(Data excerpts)
%%

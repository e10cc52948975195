//! Blocking request/response client over the text encoding.
//!
//! One request is in flight at a time; after sending, the client reads
//! frames until one carries the expected response command. Frames of any
//! other kind (including pushes, which this variant has no way to observe)
//! are logged and skipped. An ERROR frame ends the exchange as
//! [`GatewayError::Gateway`].

use tracing::{debug, info, warn};

use crate::codec::TextCodec;
use crate::error::{GatewayError, Result};
use crate::protocol::{
    AccessLevel, Command, Credentials, DatalogReadResult, DeviceInfo, ExtensionCallResult,
    Message, MessagesReadResult, PropertyDescription, PropertyReadResult, PropertySelector,
    PropertyValue, PropertyWriteResult, SessionInfo, WriteFlags,
};
use crate::state::StateMachine;
use crate::transport::Transport;

/// Blocking client for command-line tools and scripts.
#[derive(Debug)]
pub struct SyncClient<T: Transport> {
    transport: T,
    state: StateMachine,
}

impl<T: Transport> SyncClient<T> {
    /// Connect over an already established transport and authorize.
    ///
    /// Blocks until AUTHORIZED arrives. Any ERROR frame or malformed frame
    /// during authorization fails the connect and closes the transport.
    pub fn connect(transport: T, credentials: Option<Credentials>) -> Result<Self> {
        let mut client = Self {
            transport,
            state: StateMachine::new(),
        };
        match client.authorize(credentials) {
            Ok(()) => Ok(client),
            Err(err) => {
                // Best effort teardown; the authorization error is the one
                // worth reporting.
                if let Err(close_err) = client.transport.close() {
                    debug!(error = %close_err, "transport close failed after failed connect");
                }
                Err(err)
            }
        }
    }

    fn authorize(&mut self, credentials: Option<Credentials>) -> Result<()> {
        self.state.begin_connect()?;
        self.state.transport_ready()?;
        let request = TextCodec::encode(&Message::Authorize { credentials })?;
        self.transport.send_frame(&request)?;
        loop {
            let frame = self.transport.recv_frame()?;
            match TextCodec::decode(&frame)? {
                Message::Authorized { session } => {
                    info!(
                        access_level = session.access_level.as_wire_str(),
                        gateway_version = %session.gateway_version,
                        "authorized"
                    );
                    self.state.authorized(session)?;
                    return Ok(());
                }
                Message::Error { reason } => return Err(GatewayError::Gateway(reason)),
                other => {
                    debug!(command = ?other.command(), "skipping frame during authorization");
                }
            }
        }
    }

    /// Send one request and block until the frame with the expected response
    /// command arrives.
    fn call(&mut self, request: Message, expect: Command) -> Result<Message> {
        self.state.require_connected()?;
        let encoded = TextCodec::encode(&request)?;
        if let Err(err) = self.transport.send_frame(&encoded) {
            self.state.disconnect();
            return Err(err);
        }
        loop {
            let frame = match self.transport.recv_frame() {
                Ok(frame) => frame,
                Err(err) => {
                    self.state.disconnect();
                    return Err(err);
                }
            };
            let message = TextCodec::decode(&frame)?;
            if message.command() == expect {
                return Ok(message);
            }
            match message {
                Message::Error { reason } => return Err(GatewayError::Gateway(reason)),
                other => {
                    debug!(
                        command = ?other.command(),
                        expected = ?expect,
                        "skipping non-matching frame"
                    );
                }
            }
        }
    }

    /// List devices behind the gateway.
    pub fn enumerate(&mut self) -> Result<Vec<DeviceInfo>> {
        match self.call(Message::Enumerate, Command::Enumerated)? {
            Message::Enumerated { devices } => Ok(devices),
            other => Err(unexpected(other)),
        }
    }

    /// Describe the properties matched by a selector.
    pub fn describe(&mut self, selector: PropertySelector) -> Result<Vec<PropertyDescription>> {
        match self.call(Message::Describe { selector }, Command::Description)? {
            Message::Description { properties } => Ok(properties),
            other => Err(unexpected(other)),
        }
    }

    /// List the property ids matched by a selector.
    pub fn find_properties(&mut self, selector: PropertySelector) -> Result<Vec<String>> {
        match self.call(Message::FindProperties { selector }, Command::PropertiesFound)? {
            Message::PropertiesFound { ids } => Ok(ids),
            other => Err(unexpected(other)),
        }
    }

    /// Read one property.
    pub fn read_property(&mut self, id: impl Into<String>) -> Result<PropertyReadResult> {
        let request = Message::ReadProperty { id: id.into() };
        match self.call(request, Command::PropertyRead)? {
            Message::PropertyRead { result } => Ok(result),
            other => Err(unexpected(other)),
        }
    }

    /// Read several properties in one exchange.
    pub fn read_properties(&mut self, ids: Vec<String>) -> Result<Vec<PropertyReadResult>> {
        match self.call(Message::ReadProperties { ids }, Command::PropertiesRead)? {
            Message::PropertiesRead { results } => Ok(results),
            other => Err(unexpected(other)),
        }
    }

    /// Write one property.
    pub fn write_property(
        &mut self,
        id: impl Into<String>,
        value: PropertyValue,
        flags: WriteFlags,
    ) -> Result<PropertyWriteResult> {
        let request = Message::WriteProperty {
            id: id.into(),
            value,
            flags,
        };
        match self.call(request, Command::PropertyWritten)? {
            Message::PropertyWritten { result } => Ok(result),
            other => Err(unexpected(other)),
        }
    }

    /// List the property ids with datalog history.
    pub fn read_datalog_properties(&mut self) -> Result<Vec<String>> {
        match self.call(
            Message::ReadDatalogProperties,
            Command::DatalogPropertiesRead,
        )? {
            Message::DatalogPropertiesRead { ids } => Ok(ids),
            other => Err(unexpected(other)),
        }
    }

    /// Retrieve logged samples of one property over a time window.
    pub fn read_datalog(
        &mut self,
        id: impl Into<String>,
        start: u64,
        end: u64,
    ) -> Result<DatalogReadResult> {
        let request = Message::ReadDatalog {
            id: id.into(),
            start,
            end,
        };
        match self.call(request, Command::DatalogRead)? {
            Message::DatalogRead { result } => Ok(result),
            other => Err(unexpected(other)),
        }
    }

    /// Retrieve historical device messages over a time window.
    pub fn read_messages(&mut self, start: u64, end: u64) -> Result<MessagesReadResult> {
        match self.call(Message::ReadMessages { start, end }, Command::MessagesRead)? {
            Message::MessagesRead { result } => Ok(result),
            other => Err(unexpected(other)),
        }
    }

    /// Invoke a gateway extension function.
    pub fn call_extension(
        &mut self,
        extension: impl Into<String>,
        function: impl Into<String>,
        parameters: Vec<String>,
    ) -> Result<ExtensionCallResult> {
        let request = Message::CallExtension {
            extension: extension.into(),
            function: function.into(),
            parameters,
        };
        match self.call(request, Command::ExtensionCalled)? {
            Message::ExtensionCalled { result } => Ok(result),
            other => Err(unexpected(other)),
        }
    }

    /// Session granted at authorization.
    pub fn session(&self) -> Option<&SessionInfo> {
        self.state.session()
    }

    /// Granted access level, present while connected.
    pub fn access_level(&self) -> Option<AccessLevel> {
        self.state.session().map(|s| s.access_level)
    }

    /// Close the connection.
    pub fn disconnect(mut self) -> Result<()> {
        self.state.disconnect();
        self.transport.close()
    }
}

fn unexpected(message: Message) -> GatewayError {
    // call() only returns a message whose command matched, so reaching here
    // means the command table and the message model disagree.
    warn!(command = ?message.command(), "response variant mismatch");
    GatewayError::Protocol(format!(
        "unexpected response variant for {}",
        message.command().keyword()
    ))
}

#[cfg(test)]
mod tests {
    use super::*;
    use crate::codec::TextCodec;
    use crate::protocol::Status;
    use crate::transport::{blocking_pair, BlockingChannelTransport};
    use std::thread;

    fn gateway_respond(
        mut side: BlockingChannelTransport,
        mut script: impl FnMut(Message) -> Vec<Message> + Send + 'static,
    ) -> thread::JoinHandle<()> {
        thread::spawn(move || {
            while let Ok(frame) = side.recv_frame() {
                let request = TextCodec::decode(&frame).unwrap();
                for response in script(request) {
                    let encoded = TextCodec::encode(&response).unwrap();
                    if side.send_frame(&encoded).is_err() {
                        return;
                    }
                }
            }
        })
    }

    fn granted_session() -> SessionInfo {
        SessionInfo {
            access_level: AccessLevel::Installer,
            gateway_version: "2.4.0".to_string(),
            extensions: vec![],
        }
    }

    #[test]
    fn test_connect_and_read_property() {
        let (local, remote) = blocking_pair();
        let gateway = gateway_respond(remote, |request| match request {
            Message::Authorize { credentials } => {
                assert!(credentials.is_none());
                vec![Message::Authorized {
                    session: granted_session(),
                }]
            }
            Message::ReadProperty { id } => vec![Message::PropertyRead {
                result: PropertyReadResult {
                    status: Status::Success,
                    id,
                    value: Some(PropertyValue::Number(42.0)),
                },
            }],
            other => panic!("unexpected request {other:?}"),
        });

        let mut client = SyncClient::connect(local, None).unwrap();
        assert_eq!(client.access_level(), Some(AccessLevel::Installer));

        let result = client.read_property("acc.dev.temp").unwrap();
        assert_eq!(result.value, Some(PropertyValue::Number(42.0)));

        client.disconnect().unwrap();
        gateway.join().unwrap();
    }

    #[test]
    fn test_gateway_error_during_authorization() {
        let (local, remote) = blocking_pair();
        let gateway = gateway_respond(remote, |_| {
            vec![Message::Error {
                reason: "bad credentials".to_string(),
            }]
        });

        let err = SyncClient::connect(local, Some(Credentials::new("svc", "wrong"))).unwrap_err();
        assert!(matches!(err, GatewayError::Gateway(r) if r == "bad credentials"));
        gateway.join().unwrap();
    }

    #[test]
    fn test_push_frames_skipped_while_waiting() {
        let (local, remote) = blocking_pair();
        let gateway = gateway_respond(remote, |request| match request {
            Message::Authorize { .. } => vec![Message::Authorized {
                session: granted_session(),
            }],
            Message::Enumerate => vec![
                // A push arriving before the awaited response is dropped.
                Message::PropertyUpdate {
                    id: "acc.dev.temp".to_string(),
                    value: PropertyValue::Number(3.0),
                },
                Message::Enumerated { devices: vec![] },
            ],
            other => panic!("unexpected request {other:?}"),
        });

        let mut client = SyncClient::connect(local, None).unwrap();
        assert_eq!(client.enumerate().unwrap(), vec![]);
        client.disconnect().unwrap();
        gateway.join().unwrap();
    }

    #[test]
    fn test_malformed_frame_during_authorization_fails_connect() {
        let (local, mut remote) = blocking_pair();
        let gateway = thread::spawn(move || {
            remote.recv_frame().unwrap();
            remote.send_frame(b"not a frame").unwrap();
        });

        assert!(SyncClient::connect(local, None).is_err());
        gateway.join().unwrap();
    }

    #[test]
    fn test_transport_close_mid_call_disconnects() {
        let (local, mut remote) = blocking_pair();
        let gateway = thread::spawn(move || {
            let frame = remote.recv_frame().unwrap();
            assert!(matches!(
                TextCodec::decode(&frame).unwrap(),
                Message::Authorize { .. }
            ));
            let granted = TextCodec::encode(&Message::Authorized {
                session: granted_session(),
            })
            .unwrap();
            remote.send_frame(&granted).unwrap();
            // Swallow the next request and close without answering.
            remote.recv_frame().unwrap();
        });

        let mut client = SyncClient::connect(local, None).unwrap();
        assert!(matches!(
            client.enumerate().unwrap_err(),
            GatewayError::ConnectionClosed
        ));
        // The failed exchange tore the connection down; further calls fail
        // locally without touching the transport.
        assert!(matches!(
            client.enumerate().unwrap_err(),
            GatewayError::State { .. }
        ));
        gateway.join().unwrap();
    }
}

%%

Exercise goal
Your answer should be one number: how many lines of the records hold "StateMachine".

Expected output
3